[[ MATERIALS PROVIDED open ]]

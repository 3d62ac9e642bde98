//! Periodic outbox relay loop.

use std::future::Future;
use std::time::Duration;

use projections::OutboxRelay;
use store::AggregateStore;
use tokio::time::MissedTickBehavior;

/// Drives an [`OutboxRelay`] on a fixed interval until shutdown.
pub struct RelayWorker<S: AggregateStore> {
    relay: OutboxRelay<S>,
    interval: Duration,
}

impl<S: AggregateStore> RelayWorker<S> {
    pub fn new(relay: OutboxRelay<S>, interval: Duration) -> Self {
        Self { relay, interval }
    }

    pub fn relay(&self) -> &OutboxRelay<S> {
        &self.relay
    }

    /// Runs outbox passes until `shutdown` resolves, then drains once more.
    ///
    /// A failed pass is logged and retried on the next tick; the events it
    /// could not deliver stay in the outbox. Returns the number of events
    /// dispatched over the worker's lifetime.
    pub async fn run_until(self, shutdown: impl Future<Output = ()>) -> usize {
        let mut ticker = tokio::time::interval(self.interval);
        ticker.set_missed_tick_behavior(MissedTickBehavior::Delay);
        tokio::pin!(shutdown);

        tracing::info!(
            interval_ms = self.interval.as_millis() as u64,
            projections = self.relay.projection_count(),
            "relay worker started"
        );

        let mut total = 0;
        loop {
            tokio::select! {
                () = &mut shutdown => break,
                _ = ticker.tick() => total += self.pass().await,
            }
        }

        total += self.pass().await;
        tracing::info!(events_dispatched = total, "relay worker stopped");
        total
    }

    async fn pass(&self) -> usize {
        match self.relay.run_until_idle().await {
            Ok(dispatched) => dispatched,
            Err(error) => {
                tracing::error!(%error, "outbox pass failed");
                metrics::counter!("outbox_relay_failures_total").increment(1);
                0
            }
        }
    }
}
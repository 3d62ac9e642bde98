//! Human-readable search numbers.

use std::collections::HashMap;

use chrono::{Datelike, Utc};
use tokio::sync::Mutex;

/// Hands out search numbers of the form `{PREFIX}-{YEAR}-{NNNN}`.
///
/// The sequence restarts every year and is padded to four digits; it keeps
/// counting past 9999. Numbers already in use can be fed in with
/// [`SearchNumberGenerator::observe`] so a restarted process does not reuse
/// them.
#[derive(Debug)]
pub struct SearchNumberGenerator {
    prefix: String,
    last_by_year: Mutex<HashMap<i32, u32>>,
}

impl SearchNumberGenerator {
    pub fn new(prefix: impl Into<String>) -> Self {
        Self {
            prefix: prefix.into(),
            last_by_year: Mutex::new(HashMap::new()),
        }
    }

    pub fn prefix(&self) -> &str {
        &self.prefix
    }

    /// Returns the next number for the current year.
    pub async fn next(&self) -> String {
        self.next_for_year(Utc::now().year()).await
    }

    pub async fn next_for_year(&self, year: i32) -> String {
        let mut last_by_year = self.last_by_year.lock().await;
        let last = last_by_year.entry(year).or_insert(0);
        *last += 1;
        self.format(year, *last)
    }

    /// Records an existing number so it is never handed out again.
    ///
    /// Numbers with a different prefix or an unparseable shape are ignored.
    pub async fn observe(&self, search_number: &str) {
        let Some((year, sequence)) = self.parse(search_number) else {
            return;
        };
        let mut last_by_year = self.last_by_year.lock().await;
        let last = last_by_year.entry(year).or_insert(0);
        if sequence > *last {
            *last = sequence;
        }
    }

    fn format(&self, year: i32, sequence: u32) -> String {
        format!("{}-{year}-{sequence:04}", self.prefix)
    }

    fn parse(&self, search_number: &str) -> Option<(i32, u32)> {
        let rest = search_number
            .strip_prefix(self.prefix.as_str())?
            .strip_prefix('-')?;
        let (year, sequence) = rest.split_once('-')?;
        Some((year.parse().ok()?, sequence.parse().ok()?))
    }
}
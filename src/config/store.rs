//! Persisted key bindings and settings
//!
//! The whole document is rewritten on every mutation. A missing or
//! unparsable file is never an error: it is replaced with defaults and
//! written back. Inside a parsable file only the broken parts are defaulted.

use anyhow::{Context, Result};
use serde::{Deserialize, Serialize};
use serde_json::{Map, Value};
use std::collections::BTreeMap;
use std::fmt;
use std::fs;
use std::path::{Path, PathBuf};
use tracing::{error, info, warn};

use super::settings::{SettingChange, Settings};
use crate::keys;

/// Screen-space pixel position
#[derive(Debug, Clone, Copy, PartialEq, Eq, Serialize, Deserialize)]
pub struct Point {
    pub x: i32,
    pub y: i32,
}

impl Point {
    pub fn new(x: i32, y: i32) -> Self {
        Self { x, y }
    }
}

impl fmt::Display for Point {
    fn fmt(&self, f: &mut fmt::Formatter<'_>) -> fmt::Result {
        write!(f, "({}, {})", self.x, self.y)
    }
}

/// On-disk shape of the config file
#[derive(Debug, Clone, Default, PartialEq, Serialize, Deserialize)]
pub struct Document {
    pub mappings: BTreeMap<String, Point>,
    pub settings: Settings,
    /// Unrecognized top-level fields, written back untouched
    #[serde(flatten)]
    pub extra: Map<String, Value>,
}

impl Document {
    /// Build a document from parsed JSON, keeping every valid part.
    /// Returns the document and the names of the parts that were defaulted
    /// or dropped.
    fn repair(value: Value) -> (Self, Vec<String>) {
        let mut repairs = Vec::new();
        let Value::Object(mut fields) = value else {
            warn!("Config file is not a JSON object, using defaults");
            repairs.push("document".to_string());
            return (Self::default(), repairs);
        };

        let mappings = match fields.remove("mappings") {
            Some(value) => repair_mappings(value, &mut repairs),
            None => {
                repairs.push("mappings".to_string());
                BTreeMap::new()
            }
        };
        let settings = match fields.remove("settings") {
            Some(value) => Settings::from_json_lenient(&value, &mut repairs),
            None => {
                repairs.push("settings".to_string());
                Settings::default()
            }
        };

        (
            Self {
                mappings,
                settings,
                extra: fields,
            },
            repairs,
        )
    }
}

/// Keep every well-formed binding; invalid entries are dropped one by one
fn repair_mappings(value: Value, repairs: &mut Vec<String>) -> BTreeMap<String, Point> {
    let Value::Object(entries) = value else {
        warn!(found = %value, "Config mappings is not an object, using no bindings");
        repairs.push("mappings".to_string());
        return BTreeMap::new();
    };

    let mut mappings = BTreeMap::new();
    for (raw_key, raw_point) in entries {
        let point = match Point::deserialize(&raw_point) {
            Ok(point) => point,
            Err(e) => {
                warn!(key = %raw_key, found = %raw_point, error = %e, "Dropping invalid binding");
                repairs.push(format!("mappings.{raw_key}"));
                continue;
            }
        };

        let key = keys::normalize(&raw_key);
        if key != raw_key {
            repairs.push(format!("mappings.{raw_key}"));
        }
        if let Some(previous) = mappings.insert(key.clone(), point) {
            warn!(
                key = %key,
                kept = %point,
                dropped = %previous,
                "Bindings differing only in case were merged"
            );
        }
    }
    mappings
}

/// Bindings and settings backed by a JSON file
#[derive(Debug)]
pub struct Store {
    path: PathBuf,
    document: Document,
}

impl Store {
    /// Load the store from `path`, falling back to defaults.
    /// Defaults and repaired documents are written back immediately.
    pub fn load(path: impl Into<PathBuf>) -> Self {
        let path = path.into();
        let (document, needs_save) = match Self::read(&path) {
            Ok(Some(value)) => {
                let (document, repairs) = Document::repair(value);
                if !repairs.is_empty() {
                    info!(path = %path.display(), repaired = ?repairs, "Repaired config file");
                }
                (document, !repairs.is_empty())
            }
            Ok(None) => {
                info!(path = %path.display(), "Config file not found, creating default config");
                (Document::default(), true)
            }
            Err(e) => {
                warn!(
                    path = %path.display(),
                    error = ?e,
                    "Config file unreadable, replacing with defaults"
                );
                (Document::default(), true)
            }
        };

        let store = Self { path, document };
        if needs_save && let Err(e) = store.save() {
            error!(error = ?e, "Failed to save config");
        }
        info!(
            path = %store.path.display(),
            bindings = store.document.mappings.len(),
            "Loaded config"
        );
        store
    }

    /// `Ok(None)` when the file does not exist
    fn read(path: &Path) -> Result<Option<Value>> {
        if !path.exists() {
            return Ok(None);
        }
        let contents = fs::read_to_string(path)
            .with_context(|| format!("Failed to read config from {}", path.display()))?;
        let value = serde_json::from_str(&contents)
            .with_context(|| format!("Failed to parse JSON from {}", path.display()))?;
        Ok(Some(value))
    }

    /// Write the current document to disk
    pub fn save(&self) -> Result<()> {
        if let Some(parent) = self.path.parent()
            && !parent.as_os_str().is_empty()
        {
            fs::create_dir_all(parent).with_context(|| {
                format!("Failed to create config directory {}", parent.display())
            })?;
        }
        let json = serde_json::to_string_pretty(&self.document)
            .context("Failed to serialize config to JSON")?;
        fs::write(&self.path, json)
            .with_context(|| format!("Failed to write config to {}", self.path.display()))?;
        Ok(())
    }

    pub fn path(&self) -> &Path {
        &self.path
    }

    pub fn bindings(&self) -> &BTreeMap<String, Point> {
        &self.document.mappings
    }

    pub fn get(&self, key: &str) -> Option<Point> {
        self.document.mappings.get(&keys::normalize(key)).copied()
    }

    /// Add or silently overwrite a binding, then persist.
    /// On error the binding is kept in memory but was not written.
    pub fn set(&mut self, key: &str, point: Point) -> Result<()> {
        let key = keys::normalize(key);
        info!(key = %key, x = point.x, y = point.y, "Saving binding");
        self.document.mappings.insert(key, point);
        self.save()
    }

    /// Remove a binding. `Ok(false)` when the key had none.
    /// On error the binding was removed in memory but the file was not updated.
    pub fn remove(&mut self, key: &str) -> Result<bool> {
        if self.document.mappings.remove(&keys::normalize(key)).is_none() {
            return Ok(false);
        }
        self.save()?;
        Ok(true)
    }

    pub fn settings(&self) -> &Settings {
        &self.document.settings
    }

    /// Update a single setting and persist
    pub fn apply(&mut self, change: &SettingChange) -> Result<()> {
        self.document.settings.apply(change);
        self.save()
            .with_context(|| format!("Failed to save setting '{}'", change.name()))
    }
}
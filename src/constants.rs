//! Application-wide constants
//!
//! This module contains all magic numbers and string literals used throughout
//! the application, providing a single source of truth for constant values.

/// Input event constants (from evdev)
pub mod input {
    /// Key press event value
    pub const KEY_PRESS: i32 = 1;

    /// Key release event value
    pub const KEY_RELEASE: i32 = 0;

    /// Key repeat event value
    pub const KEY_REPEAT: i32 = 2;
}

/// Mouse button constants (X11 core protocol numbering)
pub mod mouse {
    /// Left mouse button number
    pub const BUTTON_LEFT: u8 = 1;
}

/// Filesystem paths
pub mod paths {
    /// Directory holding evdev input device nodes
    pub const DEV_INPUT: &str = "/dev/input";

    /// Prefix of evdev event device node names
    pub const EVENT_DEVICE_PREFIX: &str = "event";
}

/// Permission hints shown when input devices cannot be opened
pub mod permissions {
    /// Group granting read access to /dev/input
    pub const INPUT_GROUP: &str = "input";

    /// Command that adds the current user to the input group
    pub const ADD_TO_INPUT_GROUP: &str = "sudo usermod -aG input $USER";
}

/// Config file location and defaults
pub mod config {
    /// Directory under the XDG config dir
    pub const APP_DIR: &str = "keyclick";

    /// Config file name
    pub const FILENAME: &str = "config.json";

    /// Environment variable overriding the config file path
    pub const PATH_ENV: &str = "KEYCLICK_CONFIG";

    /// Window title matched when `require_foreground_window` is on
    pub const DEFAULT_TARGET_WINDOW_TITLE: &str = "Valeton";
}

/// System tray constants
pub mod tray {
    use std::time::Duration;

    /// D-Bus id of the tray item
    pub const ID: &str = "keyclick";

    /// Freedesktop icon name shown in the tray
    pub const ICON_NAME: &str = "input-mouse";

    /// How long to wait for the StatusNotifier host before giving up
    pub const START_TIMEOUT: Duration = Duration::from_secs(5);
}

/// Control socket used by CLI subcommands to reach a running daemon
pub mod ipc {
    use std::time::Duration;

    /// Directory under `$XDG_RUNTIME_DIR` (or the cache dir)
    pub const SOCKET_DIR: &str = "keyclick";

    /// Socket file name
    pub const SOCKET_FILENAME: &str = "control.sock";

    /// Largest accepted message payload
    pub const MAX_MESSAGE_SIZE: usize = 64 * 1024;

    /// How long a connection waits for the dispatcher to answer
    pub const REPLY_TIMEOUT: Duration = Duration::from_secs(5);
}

[[ MATERIALS PROVIDED closed ]]

» EXERCISE INSTRUCTIONS
Please print the records above exactly from their first line. End with the line containing "pub async fn run_until(self, shutdown: impl", and include it.

» EXERCISE ANSWER
repository 3d62ac9e642bde98
//! Periodic outbox relay loop.

use std::future::Future;
use std::time::Duration;

use projections::OutboxRelay;
use store::AggregateStore;
use tokio::time::MissedTickBehavior;

/// Drives an [`OutboxRelay`] on a fixed interval until shutdown.
pub struct RelayWorker<S: AggregateStore> {
    relay: OutboxRelay<S>,
    interval: Duration,
}

impl<S: AggregateStore> RelayWorker<S> {
    pub fn new(relay: OutboxRelay<S>, interval: Duration) -> Self {
        Self { relay, interval }
    }

    pub fn relay(&self) -> &OutboxRelay<S> {
        &self.relay
    }

    /// Runs outbox passes until `shutdown` resolves, then drains once more.
    ///
    /// A failed pass is logged and retried on the next tick; the events it
    /// could not deliver stay in the outbox. Returns the number of events
    /// dispatched over the worker's lifetime.
    pub async fn run_until(self, shutdown: impl Future<Output = ()>) -> usize {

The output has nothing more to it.